__Action item__.
Write the listing out again, exactly as it appears.
[Start of section]
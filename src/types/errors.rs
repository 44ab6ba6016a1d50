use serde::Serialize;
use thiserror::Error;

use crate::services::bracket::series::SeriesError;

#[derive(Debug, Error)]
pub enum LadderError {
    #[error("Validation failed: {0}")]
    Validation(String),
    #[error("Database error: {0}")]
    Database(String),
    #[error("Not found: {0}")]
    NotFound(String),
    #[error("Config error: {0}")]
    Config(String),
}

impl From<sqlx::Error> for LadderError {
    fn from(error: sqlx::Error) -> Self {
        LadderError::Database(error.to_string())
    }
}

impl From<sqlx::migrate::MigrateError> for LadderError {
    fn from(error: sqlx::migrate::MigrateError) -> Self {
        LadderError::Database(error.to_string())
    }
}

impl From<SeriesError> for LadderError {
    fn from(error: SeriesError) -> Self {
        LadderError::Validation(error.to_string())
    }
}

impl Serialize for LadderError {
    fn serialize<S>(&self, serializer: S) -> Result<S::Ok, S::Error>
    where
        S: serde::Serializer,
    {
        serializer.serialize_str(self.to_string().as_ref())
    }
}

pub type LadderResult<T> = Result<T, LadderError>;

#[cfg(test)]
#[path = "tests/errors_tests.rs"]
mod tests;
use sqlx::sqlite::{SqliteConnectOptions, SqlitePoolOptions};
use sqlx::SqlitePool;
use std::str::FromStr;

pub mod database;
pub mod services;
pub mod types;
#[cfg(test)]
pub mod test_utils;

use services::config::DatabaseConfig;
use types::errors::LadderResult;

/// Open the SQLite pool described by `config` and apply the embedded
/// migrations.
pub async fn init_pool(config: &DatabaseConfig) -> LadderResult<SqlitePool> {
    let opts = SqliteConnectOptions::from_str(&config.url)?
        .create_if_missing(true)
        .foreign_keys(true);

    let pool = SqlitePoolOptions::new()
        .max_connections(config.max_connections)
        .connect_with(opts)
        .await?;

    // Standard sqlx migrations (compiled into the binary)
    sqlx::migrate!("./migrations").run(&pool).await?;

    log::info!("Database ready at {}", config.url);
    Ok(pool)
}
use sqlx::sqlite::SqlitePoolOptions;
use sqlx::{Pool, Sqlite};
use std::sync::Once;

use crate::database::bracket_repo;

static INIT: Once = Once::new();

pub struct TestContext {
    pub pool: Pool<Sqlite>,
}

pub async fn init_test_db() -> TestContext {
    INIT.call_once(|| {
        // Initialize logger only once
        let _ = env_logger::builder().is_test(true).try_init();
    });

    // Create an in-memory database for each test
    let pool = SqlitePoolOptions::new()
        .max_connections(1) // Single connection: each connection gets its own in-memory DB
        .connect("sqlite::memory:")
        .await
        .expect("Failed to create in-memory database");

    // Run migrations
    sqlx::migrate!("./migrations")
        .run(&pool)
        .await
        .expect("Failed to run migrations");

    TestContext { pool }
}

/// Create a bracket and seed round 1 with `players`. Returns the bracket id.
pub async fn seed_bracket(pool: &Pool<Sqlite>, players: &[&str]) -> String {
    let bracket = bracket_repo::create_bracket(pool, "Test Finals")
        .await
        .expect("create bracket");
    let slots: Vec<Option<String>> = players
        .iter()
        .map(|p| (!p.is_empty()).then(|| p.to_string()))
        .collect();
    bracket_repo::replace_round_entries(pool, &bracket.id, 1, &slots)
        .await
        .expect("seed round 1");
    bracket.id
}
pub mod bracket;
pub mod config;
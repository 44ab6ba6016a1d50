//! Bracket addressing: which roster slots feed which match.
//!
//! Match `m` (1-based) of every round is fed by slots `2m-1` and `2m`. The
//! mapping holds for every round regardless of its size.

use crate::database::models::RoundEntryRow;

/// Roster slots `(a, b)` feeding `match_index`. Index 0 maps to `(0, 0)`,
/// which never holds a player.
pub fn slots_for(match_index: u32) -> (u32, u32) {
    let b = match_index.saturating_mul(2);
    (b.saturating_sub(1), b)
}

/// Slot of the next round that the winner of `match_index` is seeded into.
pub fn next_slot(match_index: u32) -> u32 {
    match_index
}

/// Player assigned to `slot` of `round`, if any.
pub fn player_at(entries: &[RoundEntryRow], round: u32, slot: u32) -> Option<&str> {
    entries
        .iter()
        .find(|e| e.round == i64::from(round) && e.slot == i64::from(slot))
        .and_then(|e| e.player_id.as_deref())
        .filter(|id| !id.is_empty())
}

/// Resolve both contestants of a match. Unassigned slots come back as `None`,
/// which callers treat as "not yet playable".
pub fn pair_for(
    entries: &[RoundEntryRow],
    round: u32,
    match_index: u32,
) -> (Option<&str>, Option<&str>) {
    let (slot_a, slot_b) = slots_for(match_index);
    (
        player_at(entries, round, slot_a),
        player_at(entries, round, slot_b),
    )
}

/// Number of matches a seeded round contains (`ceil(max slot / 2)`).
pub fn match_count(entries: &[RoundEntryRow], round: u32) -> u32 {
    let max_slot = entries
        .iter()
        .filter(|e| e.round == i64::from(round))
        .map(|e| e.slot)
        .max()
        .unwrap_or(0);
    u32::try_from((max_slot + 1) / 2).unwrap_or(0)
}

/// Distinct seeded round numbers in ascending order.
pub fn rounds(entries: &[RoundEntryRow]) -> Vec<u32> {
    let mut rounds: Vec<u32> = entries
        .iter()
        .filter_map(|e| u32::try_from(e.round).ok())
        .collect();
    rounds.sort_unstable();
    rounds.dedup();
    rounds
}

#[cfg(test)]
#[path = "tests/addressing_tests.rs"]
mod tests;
[End of section]
__Answer to this problem__.
filename src/types/errors.rs
repository 44ab6ba6016a1d50
use serde::Serialize;
use thiserror::Error;

use crate::services::bracket::series::SeriesError;

#[derive(Debug, Error)]
pub enum LadderError {
    #[error("Validation failed: {0}")]
    Validation(String),
    #[error("Database error: {0}")]
    Database(String),
    #[error("Not found: {0}")]
    NotFound(String),
    #[error("Config error: {0}")]
    Config(String),
}

impl From<sqlx::Error> for LadderError {
    fn from(error: sqlx::Error) -> Self {
        LadderError::Database(error.to_string())
    }
}

impl From<sqlx::migrate::MigrateError> for LadderError {
    fn from(error: sqlx::migrate::MigrateError) -> Self {
        LadderError::Database(error.to_string())
    }
}

impl From<SeriesError> for LadderError {
    fn from(error: SeriesError) -> Self {
        LadderError::Validation(error.to_string())
    }
}

impl Serialize for LadderError {
    fn serialize<S>(&self, serializer: S) -> Result<S::Ok, S::Error>
    where
        S: serde::Serializer,
    {
        serializer.serialize_str(self.to_string().as_ref())
    }
}

pub type LadderResult<T> = Result<T, LadderError>;

#[cfg(test)]
#[path = "tests/errors_tests.rs"]
mod tests;
use sqlx::sqlite::{SqliteConnectOptions, SqlitePoolOptions};
use sqlx::SqlitePool;
use std::str::FromStr;

pub mod database;
pub mod services;
pub mod types;
#[cfg(test)]
pub mod test_utils;

use services::config::DatabaseConfig;
use types::errors::LadderResult;

/// Open the SQLite pool described by `config` and apply the embedded
/// migrations.
pub async fn init_pool(config: &DatabaseConfig) -> LadderResult<SqlitePool> {
    let opts = SqliteConnectOptions::from_str(&config.url)?
        .create_if_missing(true)
        .foreign_keys(true);

    let pool = SqlitePoolOptions::new()
        .max_connections(config.max_connections)
        .connect_with(opts)
        .await?;

    // Standard sqlx migrations (compiled into the binary)
    sqlx::migrate!("./migrations").run(&pool).await?;

    log::info!("Database ready at {}", config.url);
    Ok(pool)
}
use sqlx::sqlite::SqlitePoolOptions;
use sqlx::{Pool, Sqlite};
use std::sync::Once;

use crate::database::bracket_repo;

static INIT: Once = Once::new();

pub struct TestContext {
    pub pool: Pool<Sqlite>,
}

pub async fn init_test_db() -> TestContext {
    INIT.call_once(|| {
        // Initialize logger only once
        let _ = env_logger::builder().is_test(true).try_init();
    });

    // Create an in-memory database for each test
    let pool = SqlitePoolOptions::new()
        .max_connections(1) // Single connection: each connection gets its own in-memory DB
        .connect("sqlite::memory:")
        .await
        .expect("Failed to create in-memory database");

    // Run migrations
    sqlx::migrate!("./migrations")
        .run(&pool)
        .await
        .expect("Failed to run migrations");

    TestContext { pool }
}

/// Create a bracket and seed round 1 with `players`. Returns the bracket id.
pub async fn seed_bracket(pool: &Pool<Sqlite>, players: &[&str]) -> String {
    let bracket = bracket_repo::create_bracket(pool, "Test Finals")
        .await
        .expect("create bracket");
    let slots: Vec<Option<String>> = players
        .iter()
        .map(|p| (!p.is_empty()).then(|| p.to_string()))
        .collect();
    bracket_repo::replace_round_entries(pool, &bracket.id, 1, &slots)
        .await
        .expect("seed round 1");
    bracket.id
}
pub mod bracket;
pub mod config;
repository 44ab6ba6016a1d50
//! Bracket addressing: which roster slots feed which match.
//!
//! Match `m` (1-based) of every round is fed by slots `2m-1` and `2m`. The
//! mapping holds for every round regardless of its size.

use crate::database::models::RoundEntryRow;

/// Roster slots `(a, b)` feeding `match_index`. Index 0 maps to `(0, 0)`,
/// which never holds a player.
pub fn slots_for(match_index: u32) -> (u32, u32) {
    let b = match_index.saturating_mul(2);
    (b.saturating_sub(1), b)
}

/// Slot of the next round that the winner of `match_index` is seeded into.
pub fn next_slot(match_index: u32) -> u32 {
    match_index
}

/// Player assigned to `slot` of `round`, if any.
pub fn player_at(entries: &[RoundEntryRow], round: u32, slot: u32) -> Option<&str> {
    entries
        .iter()
        .find(|e| e.round == i64::from(round) && e.slot == i64::from(slot))
        .and_then(|e| e.player_id.as_deref())
        .filter(|id| !id.is_empty())
}

/// Resolve both contestants of a match. Unassigned slots come back as `None`,
/// which callers treat as "not yet playable".
pub fn pair_for(
    entries: &[RoundEntryRow],
    round: u32,
    match_index: u32,
) -> (Option<&str>, Option<&str>) {
    let (slot_a, slot_b) = slots_for(match_index);
    (
        player_at(entries, round, slot_a),
        player_at(entries, round, slot_b),
    )
}

/// Number of matches a seeded round contains (`ceil(max slot / 2)`).
pub fn match_count(entries: &[RoundEntryRow], round: u32) -> u32 {
    let max_slot = entries
        .iter()
        .filter(|e| e.round == i64::from(round))
        .map(|e| e.slot)
        .max()
        .unwrap_or(0);
    u32::try_from((max_slot + 1) / 2).unwrap_or(0)
}

/// Distinct seeded round numbers in ascending order.
pub fn rounds(entries: &[RoundEntryRow]) -> Vec<u32> {
    let mut rounds: Vec<u32> = entries
        .iter()
        .filter_map(|e| u32::try_from(e.round).ok())
        .collect();
    rounds.sort_unstable();
    rounds.dedup();
    rounds
}

#[cfg(test)]
#[path = "tests/addressing_tests.rs"]
mod tests;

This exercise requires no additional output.